INPUT RECORDS:

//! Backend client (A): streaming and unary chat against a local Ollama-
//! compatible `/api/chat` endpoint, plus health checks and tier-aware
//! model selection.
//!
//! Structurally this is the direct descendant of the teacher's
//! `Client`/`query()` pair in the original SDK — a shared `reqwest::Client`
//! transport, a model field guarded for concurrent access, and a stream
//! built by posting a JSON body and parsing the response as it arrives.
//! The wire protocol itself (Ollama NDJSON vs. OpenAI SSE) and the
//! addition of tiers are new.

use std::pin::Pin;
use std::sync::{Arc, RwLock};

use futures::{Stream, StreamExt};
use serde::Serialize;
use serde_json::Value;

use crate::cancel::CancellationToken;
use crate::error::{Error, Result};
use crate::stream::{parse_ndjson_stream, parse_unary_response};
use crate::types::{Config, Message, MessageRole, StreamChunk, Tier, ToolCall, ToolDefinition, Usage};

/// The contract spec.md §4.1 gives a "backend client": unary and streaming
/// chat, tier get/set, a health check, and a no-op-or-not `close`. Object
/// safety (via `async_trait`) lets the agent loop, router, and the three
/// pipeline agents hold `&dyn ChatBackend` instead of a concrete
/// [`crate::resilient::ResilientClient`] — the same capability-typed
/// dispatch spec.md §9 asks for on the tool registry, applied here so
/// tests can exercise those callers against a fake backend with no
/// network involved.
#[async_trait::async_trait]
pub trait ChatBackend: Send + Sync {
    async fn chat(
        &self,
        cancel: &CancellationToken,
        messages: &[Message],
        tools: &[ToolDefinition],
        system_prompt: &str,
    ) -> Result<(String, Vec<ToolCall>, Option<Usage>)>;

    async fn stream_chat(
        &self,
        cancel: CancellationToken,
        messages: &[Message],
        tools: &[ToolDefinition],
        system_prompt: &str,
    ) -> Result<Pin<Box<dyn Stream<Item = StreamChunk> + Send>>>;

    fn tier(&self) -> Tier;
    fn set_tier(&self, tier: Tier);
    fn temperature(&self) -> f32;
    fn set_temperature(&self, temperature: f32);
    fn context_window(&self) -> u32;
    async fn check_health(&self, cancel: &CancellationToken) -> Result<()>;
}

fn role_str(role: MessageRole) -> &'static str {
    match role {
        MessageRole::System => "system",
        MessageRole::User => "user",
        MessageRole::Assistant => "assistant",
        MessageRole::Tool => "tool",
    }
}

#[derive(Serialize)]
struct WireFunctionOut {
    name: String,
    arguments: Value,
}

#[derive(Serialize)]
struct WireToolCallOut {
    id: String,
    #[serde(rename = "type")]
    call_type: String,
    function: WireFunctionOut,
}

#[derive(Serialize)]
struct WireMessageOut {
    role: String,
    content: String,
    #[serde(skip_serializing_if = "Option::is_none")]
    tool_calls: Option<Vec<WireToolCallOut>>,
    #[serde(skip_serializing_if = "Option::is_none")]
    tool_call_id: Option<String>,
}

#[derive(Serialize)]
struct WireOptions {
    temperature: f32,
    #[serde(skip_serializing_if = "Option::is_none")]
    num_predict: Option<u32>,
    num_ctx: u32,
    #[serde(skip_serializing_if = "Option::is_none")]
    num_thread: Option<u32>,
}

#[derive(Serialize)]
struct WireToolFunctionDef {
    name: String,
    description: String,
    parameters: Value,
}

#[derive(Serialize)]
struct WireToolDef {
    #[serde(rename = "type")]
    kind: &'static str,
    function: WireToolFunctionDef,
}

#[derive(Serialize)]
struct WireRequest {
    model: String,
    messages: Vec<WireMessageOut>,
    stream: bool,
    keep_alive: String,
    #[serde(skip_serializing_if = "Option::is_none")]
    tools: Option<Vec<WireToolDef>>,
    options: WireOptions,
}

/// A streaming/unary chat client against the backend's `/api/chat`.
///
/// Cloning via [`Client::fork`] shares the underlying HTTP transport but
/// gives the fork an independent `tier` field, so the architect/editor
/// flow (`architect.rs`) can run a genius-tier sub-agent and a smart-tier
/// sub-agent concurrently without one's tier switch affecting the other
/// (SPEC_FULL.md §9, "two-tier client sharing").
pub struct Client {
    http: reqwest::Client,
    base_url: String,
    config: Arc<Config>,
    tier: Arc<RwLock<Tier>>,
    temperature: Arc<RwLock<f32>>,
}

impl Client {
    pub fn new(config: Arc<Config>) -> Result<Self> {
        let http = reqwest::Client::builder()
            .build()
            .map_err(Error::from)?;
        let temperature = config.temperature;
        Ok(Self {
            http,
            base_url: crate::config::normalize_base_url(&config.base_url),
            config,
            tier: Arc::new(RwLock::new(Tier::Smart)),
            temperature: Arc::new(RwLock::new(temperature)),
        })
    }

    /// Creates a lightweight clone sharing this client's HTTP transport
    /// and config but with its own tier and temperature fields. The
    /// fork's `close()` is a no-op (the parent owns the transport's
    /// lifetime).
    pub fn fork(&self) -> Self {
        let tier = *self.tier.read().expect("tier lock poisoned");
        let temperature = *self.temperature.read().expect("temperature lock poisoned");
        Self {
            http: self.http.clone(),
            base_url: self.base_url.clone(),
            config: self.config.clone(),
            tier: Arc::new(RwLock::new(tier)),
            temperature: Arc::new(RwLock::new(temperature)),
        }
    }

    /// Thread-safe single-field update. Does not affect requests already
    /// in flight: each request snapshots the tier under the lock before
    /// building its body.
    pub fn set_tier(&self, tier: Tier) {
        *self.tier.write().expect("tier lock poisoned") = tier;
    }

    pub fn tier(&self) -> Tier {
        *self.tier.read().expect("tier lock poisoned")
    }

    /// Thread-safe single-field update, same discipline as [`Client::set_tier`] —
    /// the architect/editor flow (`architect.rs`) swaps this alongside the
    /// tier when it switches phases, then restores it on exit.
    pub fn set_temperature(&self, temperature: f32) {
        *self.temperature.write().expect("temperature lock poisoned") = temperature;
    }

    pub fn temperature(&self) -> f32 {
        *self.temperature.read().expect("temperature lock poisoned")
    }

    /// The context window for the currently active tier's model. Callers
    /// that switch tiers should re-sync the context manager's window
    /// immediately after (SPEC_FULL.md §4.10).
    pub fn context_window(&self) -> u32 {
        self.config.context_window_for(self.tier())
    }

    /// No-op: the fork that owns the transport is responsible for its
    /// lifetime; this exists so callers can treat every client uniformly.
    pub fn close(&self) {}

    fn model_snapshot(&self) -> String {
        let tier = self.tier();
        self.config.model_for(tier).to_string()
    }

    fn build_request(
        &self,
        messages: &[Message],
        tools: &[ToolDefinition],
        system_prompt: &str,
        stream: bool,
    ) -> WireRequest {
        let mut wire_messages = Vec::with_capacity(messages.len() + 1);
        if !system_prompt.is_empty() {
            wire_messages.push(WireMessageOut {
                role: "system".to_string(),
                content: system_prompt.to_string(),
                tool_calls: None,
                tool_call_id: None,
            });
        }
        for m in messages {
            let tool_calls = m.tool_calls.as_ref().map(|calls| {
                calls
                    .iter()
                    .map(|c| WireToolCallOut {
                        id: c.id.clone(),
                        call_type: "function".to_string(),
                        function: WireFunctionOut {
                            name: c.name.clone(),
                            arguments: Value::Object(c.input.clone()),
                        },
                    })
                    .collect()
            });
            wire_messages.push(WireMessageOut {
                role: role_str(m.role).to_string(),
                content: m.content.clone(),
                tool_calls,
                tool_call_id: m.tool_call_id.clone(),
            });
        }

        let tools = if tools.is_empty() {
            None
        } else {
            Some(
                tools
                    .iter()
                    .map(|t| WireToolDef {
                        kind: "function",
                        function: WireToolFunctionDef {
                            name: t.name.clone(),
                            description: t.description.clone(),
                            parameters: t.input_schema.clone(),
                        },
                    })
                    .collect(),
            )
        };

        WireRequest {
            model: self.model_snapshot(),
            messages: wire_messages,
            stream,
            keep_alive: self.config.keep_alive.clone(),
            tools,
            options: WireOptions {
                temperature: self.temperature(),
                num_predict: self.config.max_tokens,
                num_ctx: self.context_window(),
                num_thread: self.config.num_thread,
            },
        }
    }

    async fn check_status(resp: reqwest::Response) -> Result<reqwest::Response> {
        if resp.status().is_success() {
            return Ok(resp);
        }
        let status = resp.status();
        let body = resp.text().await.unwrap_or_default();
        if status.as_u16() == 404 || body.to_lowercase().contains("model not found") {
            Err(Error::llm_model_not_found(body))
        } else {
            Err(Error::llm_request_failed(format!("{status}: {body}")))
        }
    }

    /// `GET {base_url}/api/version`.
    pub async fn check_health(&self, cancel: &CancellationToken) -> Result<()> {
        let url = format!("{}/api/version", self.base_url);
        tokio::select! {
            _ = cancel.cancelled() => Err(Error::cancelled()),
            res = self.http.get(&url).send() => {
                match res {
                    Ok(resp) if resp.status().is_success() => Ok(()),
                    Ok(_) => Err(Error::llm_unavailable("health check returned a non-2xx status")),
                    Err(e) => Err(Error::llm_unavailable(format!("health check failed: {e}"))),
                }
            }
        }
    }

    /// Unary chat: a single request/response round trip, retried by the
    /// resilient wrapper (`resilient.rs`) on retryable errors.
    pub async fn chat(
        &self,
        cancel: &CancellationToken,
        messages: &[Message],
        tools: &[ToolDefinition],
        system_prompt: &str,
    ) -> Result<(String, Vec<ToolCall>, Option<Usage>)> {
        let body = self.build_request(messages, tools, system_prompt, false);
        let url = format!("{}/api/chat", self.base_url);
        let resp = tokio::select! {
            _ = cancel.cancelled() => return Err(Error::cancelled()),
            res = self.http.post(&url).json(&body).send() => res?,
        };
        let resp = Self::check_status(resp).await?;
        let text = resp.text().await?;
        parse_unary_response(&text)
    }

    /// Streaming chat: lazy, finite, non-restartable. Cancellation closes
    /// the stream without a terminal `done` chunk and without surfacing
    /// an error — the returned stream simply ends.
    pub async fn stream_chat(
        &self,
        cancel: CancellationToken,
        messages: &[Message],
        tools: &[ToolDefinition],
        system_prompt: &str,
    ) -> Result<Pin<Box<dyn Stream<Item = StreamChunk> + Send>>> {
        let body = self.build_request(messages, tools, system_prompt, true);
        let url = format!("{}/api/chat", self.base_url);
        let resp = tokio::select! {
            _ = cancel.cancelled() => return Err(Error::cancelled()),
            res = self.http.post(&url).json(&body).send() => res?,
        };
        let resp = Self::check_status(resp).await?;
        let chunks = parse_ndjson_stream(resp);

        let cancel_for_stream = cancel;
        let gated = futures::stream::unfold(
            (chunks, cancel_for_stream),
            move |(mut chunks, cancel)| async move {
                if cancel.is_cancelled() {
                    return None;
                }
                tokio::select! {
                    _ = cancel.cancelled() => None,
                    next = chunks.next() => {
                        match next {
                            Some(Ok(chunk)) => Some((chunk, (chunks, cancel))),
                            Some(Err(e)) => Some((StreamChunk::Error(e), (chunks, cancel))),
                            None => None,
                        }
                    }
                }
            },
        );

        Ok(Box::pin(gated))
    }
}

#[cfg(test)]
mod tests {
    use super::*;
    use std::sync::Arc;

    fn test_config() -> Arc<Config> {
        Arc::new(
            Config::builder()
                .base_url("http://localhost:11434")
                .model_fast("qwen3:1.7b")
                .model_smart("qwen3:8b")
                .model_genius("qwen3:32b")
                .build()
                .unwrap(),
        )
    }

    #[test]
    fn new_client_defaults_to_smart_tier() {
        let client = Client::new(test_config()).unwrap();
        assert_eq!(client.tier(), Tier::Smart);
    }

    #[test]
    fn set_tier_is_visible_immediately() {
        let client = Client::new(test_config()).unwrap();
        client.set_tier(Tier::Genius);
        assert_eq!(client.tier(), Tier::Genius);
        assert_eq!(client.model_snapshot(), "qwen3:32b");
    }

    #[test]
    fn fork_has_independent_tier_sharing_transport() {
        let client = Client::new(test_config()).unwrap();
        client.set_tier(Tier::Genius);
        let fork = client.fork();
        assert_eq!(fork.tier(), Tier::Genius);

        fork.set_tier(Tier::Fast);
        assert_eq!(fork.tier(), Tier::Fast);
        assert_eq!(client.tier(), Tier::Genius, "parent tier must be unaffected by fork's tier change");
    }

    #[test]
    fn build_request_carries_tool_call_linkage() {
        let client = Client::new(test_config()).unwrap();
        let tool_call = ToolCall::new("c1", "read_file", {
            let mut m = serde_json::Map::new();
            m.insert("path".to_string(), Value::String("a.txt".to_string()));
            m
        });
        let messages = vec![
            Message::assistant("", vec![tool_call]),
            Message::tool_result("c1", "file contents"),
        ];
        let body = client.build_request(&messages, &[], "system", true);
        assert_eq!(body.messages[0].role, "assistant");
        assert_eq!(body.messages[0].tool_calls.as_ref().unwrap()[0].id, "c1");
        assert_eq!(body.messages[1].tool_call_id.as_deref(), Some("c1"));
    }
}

YOUR INSTRUCTIONS: Read the material above and copy out each line holding "reqwest".

ANSWER AREA:
//! `Client`/`query()` pair in the original SDK — a shared `reqwest::Client`
    http: reqwest::Client,
        let http = reqwest::Client::builder()
    async fn check_status(resp: reqwest::Response) -> Result<reqwest::Response> {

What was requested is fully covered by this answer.